====== EXERCISE DATA ======

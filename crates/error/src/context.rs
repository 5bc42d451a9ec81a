//! # Error Contexts
//!
//! Structured metadata attached to errors for programmatic handling.

use serde::{Deserialize, Serialize};

/// Structured context for errors.
#[derive(Debug, Clone, PartialEq, Serialize, Deserialize)]
#[serde(tag = "type", rename_all = "snake_case")]
pub enum ErrorContext {
    /// The request an error belongs to
    Request {
        session_id: String,
        execution_id: u64,
    },

    /// A downstream call that failed (SLUICE-1xxx)
    Source {
        connector: String,
        source_request_id: u32,
    },

    /// A rejected result window (SLUICE-2005)
    Window { begin_row: u64, end_row: u64 },

    /// A failed transaction operation (SLUICE-4003)
    Transaction {
        transaction_id: String,
        operation: String,
    },

    /// Generic key-value context for extensibility
    Generic {
        #[serde(flatten)]
        data: std::collections::HashMap<String, serde_json::Value>,
    },
}

#[cfg(test)]
mod tests {
    use super::*;

    #[test]
    fn test_source_context_serde_roundtrip() {
        let ctx = ErrorContext::Source {
            connector: "orders".to_string(),
            source_request_id: 3,
        };

        let json = serde_json::to_string(&ctx).unwrap();
        assert!(json.contains("\"type\":\"source\""));
        let de: ErrorContext = serde_json::from_str(&json).unwrap();
        assert_eq!(de, ctx);
    }
}
//! Common utilities, types, and configurations shared across sluice crates.
//!
//! This crate contains the base building blocks for the engine, including:
//! - **Configuration**: Strongly typed application configuration (`config`).
//! - **Identity**: Request ids, session info and determinism levels (`models`).
//! - **Values**: Runtime column types, values and coercions (`types`).
//! - **Large objects**: LOB values and their side store (`lob`).
//! - **Telemetry**: `tracing` subscriber setup (`telemetry`).
//! - **Warnings**: Per-request warning collection (`warnings`).
pub mod config;
pub mod lob;
pub mod models;
pub mod telemetry;
pub mod types;
pub mod warnings;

======

> BRIEF
Please filter the entries above down to the lines holding "models" and copy them.

> WRITTEN SOLUTION
//! - **Identity**: Request ids, session info and determinism levels (`models`).
pub mod models;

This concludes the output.